Segment Start: Dataset entries

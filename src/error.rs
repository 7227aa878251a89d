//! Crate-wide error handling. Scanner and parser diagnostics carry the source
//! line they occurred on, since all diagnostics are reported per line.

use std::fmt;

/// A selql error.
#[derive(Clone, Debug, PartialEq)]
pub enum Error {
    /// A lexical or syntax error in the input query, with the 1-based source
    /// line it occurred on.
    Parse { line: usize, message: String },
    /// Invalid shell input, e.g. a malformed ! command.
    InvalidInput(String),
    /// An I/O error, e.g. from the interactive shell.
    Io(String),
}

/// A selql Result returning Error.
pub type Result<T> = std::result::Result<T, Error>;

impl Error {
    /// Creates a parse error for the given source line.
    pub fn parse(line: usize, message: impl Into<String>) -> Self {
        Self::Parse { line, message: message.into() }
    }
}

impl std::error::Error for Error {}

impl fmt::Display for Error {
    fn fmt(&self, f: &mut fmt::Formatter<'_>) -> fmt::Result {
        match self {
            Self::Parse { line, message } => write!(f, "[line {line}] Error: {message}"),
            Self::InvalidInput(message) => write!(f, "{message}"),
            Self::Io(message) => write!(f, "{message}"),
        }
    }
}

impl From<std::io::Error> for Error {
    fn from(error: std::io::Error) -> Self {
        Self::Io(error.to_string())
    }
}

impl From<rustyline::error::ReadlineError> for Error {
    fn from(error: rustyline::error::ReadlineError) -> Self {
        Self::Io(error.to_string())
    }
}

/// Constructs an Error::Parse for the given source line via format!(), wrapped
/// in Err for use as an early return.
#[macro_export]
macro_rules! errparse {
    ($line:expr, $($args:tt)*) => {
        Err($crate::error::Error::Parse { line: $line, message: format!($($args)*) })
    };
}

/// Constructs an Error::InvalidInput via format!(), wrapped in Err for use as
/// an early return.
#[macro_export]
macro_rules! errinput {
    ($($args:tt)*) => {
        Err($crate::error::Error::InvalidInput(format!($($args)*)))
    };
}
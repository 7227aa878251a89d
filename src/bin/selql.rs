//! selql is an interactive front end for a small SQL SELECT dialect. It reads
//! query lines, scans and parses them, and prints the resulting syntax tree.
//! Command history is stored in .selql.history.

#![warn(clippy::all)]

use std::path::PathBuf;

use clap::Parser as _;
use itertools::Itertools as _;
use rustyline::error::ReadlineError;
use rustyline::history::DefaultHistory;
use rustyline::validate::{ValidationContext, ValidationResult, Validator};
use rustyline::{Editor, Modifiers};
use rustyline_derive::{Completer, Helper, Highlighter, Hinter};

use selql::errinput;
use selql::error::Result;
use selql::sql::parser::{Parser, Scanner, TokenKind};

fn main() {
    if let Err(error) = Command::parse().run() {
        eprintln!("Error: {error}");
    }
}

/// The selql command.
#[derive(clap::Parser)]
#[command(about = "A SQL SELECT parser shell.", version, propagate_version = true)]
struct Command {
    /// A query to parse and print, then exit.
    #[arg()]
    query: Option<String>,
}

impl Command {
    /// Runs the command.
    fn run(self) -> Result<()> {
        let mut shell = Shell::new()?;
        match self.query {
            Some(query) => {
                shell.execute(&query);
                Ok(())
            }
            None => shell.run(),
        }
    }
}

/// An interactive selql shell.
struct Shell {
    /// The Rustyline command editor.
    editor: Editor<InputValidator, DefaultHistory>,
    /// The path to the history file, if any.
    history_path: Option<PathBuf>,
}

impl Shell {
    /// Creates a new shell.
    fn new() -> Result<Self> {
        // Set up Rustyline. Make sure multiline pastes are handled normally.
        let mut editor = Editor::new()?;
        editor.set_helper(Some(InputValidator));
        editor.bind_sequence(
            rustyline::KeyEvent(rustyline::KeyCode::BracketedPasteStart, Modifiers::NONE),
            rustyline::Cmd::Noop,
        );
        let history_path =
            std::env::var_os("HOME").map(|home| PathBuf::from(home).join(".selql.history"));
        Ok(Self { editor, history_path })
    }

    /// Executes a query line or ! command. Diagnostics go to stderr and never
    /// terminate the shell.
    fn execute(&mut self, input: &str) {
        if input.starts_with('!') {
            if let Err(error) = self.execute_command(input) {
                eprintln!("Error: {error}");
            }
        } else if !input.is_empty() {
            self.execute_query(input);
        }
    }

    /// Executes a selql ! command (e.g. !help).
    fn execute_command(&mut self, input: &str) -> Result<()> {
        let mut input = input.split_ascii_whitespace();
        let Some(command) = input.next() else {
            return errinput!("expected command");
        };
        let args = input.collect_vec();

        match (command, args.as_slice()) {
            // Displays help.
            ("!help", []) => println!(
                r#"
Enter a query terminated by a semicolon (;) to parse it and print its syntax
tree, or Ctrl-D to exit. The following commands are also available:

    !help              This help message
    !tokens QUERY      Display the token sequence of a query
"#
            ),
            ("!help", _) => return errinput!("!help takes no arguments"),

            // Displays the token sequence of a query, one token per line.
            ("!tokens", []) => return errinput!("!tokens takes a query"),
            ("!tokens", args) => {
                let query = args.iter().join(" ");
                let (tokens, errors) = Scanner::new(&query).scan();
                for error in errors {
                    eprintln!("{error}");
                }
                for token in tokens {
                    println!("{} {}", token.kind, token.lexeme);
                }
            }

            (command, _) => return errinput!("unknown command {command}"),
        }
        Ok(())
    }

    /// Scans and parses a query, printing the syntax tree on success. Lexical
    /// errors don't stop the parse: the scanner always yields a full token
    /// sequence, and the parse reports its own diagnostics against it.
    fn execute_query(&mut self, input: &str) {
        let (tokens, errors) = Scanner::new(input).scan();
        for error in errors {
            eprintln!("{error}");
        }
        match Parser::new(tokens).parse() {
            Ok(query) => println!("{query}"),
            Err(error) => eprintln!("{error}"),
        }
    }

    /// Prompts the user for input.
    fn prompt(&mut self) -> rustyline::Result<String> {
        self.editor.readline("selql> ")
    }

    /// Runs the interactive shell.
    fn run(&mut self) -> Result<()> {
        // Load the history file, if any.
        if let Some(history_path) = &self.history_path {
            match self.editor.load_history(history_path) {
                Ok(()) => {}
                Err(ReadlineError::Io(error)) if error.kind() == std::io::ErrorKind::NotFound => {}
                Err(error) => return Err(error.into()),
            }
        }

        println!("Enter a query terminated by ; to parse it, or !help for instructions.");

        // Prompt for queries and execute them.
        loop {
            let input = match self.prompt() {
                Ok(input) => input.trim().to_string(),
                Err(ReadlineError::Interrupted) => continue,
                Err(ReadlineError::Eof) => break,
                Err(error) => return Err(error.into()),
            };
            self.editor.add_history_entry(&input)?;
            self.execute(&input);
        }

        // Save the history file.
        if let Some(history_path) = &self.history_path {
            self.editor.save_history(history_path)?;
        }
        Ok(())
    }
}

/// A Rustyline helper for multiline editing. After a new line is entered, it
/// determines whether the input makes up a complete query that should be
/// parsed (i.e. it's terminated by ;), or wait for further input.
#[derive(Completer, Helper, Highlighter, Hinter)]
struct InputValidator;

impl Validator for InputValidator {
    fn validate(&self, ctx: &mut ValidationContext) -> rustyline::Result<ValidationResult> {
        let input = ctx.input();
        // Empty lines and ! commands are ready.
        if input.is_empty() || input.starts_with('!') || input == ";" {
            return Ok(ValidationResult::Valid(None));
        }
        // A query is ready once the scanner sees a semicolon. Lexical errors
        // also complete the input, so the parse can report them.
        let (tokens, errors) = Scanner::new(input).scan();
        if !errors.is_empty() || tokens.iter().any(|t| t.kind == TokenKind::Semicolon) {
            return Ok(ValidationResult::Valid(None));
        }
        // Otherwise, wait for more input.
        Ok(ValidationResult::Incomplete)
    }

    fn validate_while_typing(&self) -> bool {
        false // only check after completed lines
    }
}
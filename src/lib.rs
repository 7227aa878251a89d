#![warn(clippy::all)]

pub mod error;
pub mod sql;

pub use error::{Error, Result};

Segment End: Dataset entries

- What needs to be done -
Copy every entry exactly, leaving nothing out.

- Exercise solution -
filename src/error.rs
repository 7227aa878251a89d
//! Crate-wide error handling. Scanner and parser diagnostics carry the source
//! line they occurred on, since all diagnostics are reported per line.

use std::fmt;

/// A selql error.
#[derive(Clone, Debug, PartialEq)]
pub enum Error {
    /// A lexical or syntax error in the input query, with the 1-based source
    /// line it occurred on.
    Parse { line: usize, message: String },
    /// Invalid shell input, e.g. a malformed ! command.
    InvalidInput(String),
    /// An I/O error, e.g. from the interactive shell.
    Io(String),
}

/// A selql Result returning Error.
pub type Result<T> = std::result::Result<T, Error>;

impl Error {
    /// Creates a parse error for the given source line.
    pub fn parse(line: usize, message: impl Into<String>) -> Self {
        Self::Parse { line, message: message.into() }
    }
}

impl std::error::Error for Error {}

impl fmt::Display for Error {
    fn fmt(&self, f: &mut fmt::Formatter<'_>) -> fmt::Result {
        match self {
            Self::Parse { line, message } => write!(f, "[line {line}] Error: {message}"),
            Self::InvalidInput(message) => write!(f, "{message}"),
            Self::Io(message) => write!(f, "{message}"),
        }
    }
}

impl From<std::io::Error> for Error {
    fn from(error: std::io::Error) -> Self {
        Self::Io(error.to_string())
    }
}

impl From<rustyline::error::ReadlineError> for Error {
    fn from(error: rustyline::error::ReadlineError) -> Self {
        Self::Io(error.to_string())
    }
}

/// Constructs an Error::Parse for the given source line via format!(), wrapped
/// in Err for use as an early return.
#[macro_export]
macro_rules! errparse {
    ($line:expr, $($args:tt)*) => {
        Err($crate::error::Error::Parse { line: $line, message: format!($($args)*) })
    };
}

/// Constructs an Error::InvalidInput via format!(), wrapped in Err for use as
/// an early return.
#[macro_export]
macro_rules! errinput {
    ($($args:tt)*) => {
        Err($crate::error::Error::InvalidInput(format!($($args)*)))
    };
}
repository 7227aa878251a89d
filename src/bin/selql.rs
//! selql is an interactive front end for a small SQL SELECT dialect. It reads
//! query lines, scans and parses them, and prints the resulting syntax tree.
//! Command history is stored in .selql.history.

#![warn(clippy::all)]

use std::path::PathBuf;

use clap::Parser as _;
use itertools::Itertools as _;
use rustyline::error::ReadlineError;
use rustyline::history::DefaultHistory;
use rustyline::validate::{ValidationContext, ValidationResult, Validator};
use rustyline::{Editor, Modifiers};
use rustyline_derive::{Completer, Helper, Highlighter, Hinter};

use selql::errinput;
use selql::error::Result;
use selql::sql::parser::{Parser, Scanner, TokenKind};

fn main() {
    if let Err(error) = Command::parse().run() {
        eprintln!("Error: {error}");
    }
}

/// The selql command.
#[derive(clap::Parser)]
#[command(about = "A SQL SELECT parser shell.", version, propagate_version = true)]
struct Command {
    /// A query to parse and print, then exit.
    #[arg()]
    query: Option<String>,
}

impl Command {
    /// Runs the command.
    fn run(self) -> Result<()> {
        let mut shell = Shell::new()?;
        match self.query {
            Some(query) => {
                shell.execute(&query);
                Ok(())
            }
            None => shell.run(),
        }
    }
}

/// An interactive selql shell.
struct Shell {
    /// The Rustyline command editor.
    editor: Editor<InputValidator, DefaultHistory>,
    /// The path to the history file, if any.
    history_path: Option<PathBuf>,
}

impl Shell {
    /// Creates a new shell.
    fn new() -> Result<Self> {
        // Set up Rustyline. Make sure multiline pastes are handled normally.
        let mut editor = Editor::new()?;
        editor.set_helper(Some(InputValidator));
        editor.bind_sequence(
            rustyline::KeyEvent(rustyline::KeyCode::BracketedPasteStart, Modifiers::NONE),
            rustyline::Cmd::Noop,
        );
        let history_path =
            std::env::var_os("HOME").map(|home| PathBuf::from(home).join(".selql.history"));
        Ok(Self { editor, history_path })
    }

    /// Executes a query line or ! command. Diagnostics go to stderr and never
    /// terminate the shell.
    fn execute(&mut self, input: &str) {
        if input.starts_with('!') {
            if let Err(error) = self.execute_command(input) {
                eprintln!("Error: {error}");
            }
        } else if !input.is_empty() {
            self.execute_query(input);
        }
    }

    /// Executes a selql ! command (e.g. !help).
    fn execute_command(&mut self, input: &str) -> Result<()> {
        let mut input = input.split_ascii_whitespace();
        let Some(command) = input.next() else {
            return errinput!("expected command");
        };
        let args = input.collect_vec();

        match (command, args.as_slice()) {
            // Displays help.
            ("!help", []) => println!(
                r#"
Enter a query terminated by a semicolon (;) to parse it and print its syntax
tree, or Ctrl-D to exit. The following commands are also available:

    !help              This help message
    !tokens QUERY      Display the token sequence of a query
"#
            ),
            ("!help", _) => return errinput!("!help takes no arguments"),

            // Displays the token sequence of a query, one token per line.
            ("!tokens", []) => return errinput!("!tokens takes a query"),
            ("!tokens", args) => {
                let query = args.iter().join(" ");
                let (tokens, errors) = Scanner::new(&query).scan();
                for error in errors {
                    eprintln!("{error}");
                }
                for token in tokens {
                    println!("{} {}", token.kind, token.lexeme);
                }
            }

            (command, _) => return errinput!("unknown command {command}"),
        }
        Ok(())
    }

    /// Scans and parses a query, printing the syntax tree on success. Lexical
    /// errors don't stop the parse: the scanner always yields a full token
    /// sequence, and the parse reports its own diagnostics against it.
    fn execute_query(&mut self, input: &str) {
        let (tokens, errors) = Scanner::new(input).scan();
        for error in errors {
            eprintln!("{error}");
        }
        match Parser::new(tokens).parse() {
            Ok(query) => println!("{query}"),
            Err(error) => eprintln!("{error}"),
        }
    }

    /// Prompts the user for input.
    fn prompt(&mut self) -> rustyline::Result<String> {
        self.editor.readline("selql> ")
    }

    /// Runs the interactive shell.
    fn run(&mut self) -> Result<()> {
        // Load the history file, if any.
        if let Some(history_path) = &self.history_path {
            match self.editor.load_history(history_path) {
                Ok(()) => {}
                Err(ReadlineError::Io(error)) if error.kind() == std::io::ErrorKind::NotFound => {}
                Err(error) => return Err(error.into()),
            }
        }

        println!("Enter a query terminated by ; to parse it, or !help for instructions.");

        // Prompt for queries and execute them.
        loop {
            let input = match self.prompt() {
                Ok(input) => input.trim().to_string(),
                Err(ReadlineError::Interrupted) => continue,
                Err(ReadlineError::Eof) => break,
                Err(error) => return Err(error.into()),
            };
            self.editor.add_history_entry(&input)?;
            self.execute(&input);
        }

        // Save the history file.
        if let Some(history_path) = &self.history_path {
            self.editor.save_history(history_path)?;
        }
        Ok(())
    }
}

/// A Rustyline helper for multiline editing. After a new line is entered, it
/// determines whether the input makes up a complete query that should be
/// parsed (i.e. it's terminated by ;), or wait for further input.
#[derive(Completer, Helper, Highlighter, Hinter)]
struct InputValidator;

impl Validator for InputValidator {
    fn validate(&self, ctx: &mut ValidationContext) -> rustyline::Result<ValidationResult> {
        let input = ctx.input();
        // Empty lines and ! commands are ready.
        if input.is_empty() || input.starts_with('!') || input == ";" {
            return Ok(ValidationResult::Valid(None));
        }
        // A query is ready once the scanner sees a semicolon. Lexical errors
        // also complete the input, so the parse can report them.
        let (tokens, errors) = Scanner::new(input).scan();
        if !errors.is_empty() || tokens.iter().any(|t| t.kind == TokenKind::Semicolon) {
            return Ok(ValidationResult::Valid(None));
        }
        // Otherwise, wait for more input.
        Ok(ValidationResult::Incomplete)
    }

    fn validate_while_typing(&self) -> bool {
        false // only check after completed lines
    }
}
filename src/lib.rs
repository 7227aa878251a89d
#![warn(clippy::all)]

pub mod error;
pub mod sql;

pub use error::{Error, Result};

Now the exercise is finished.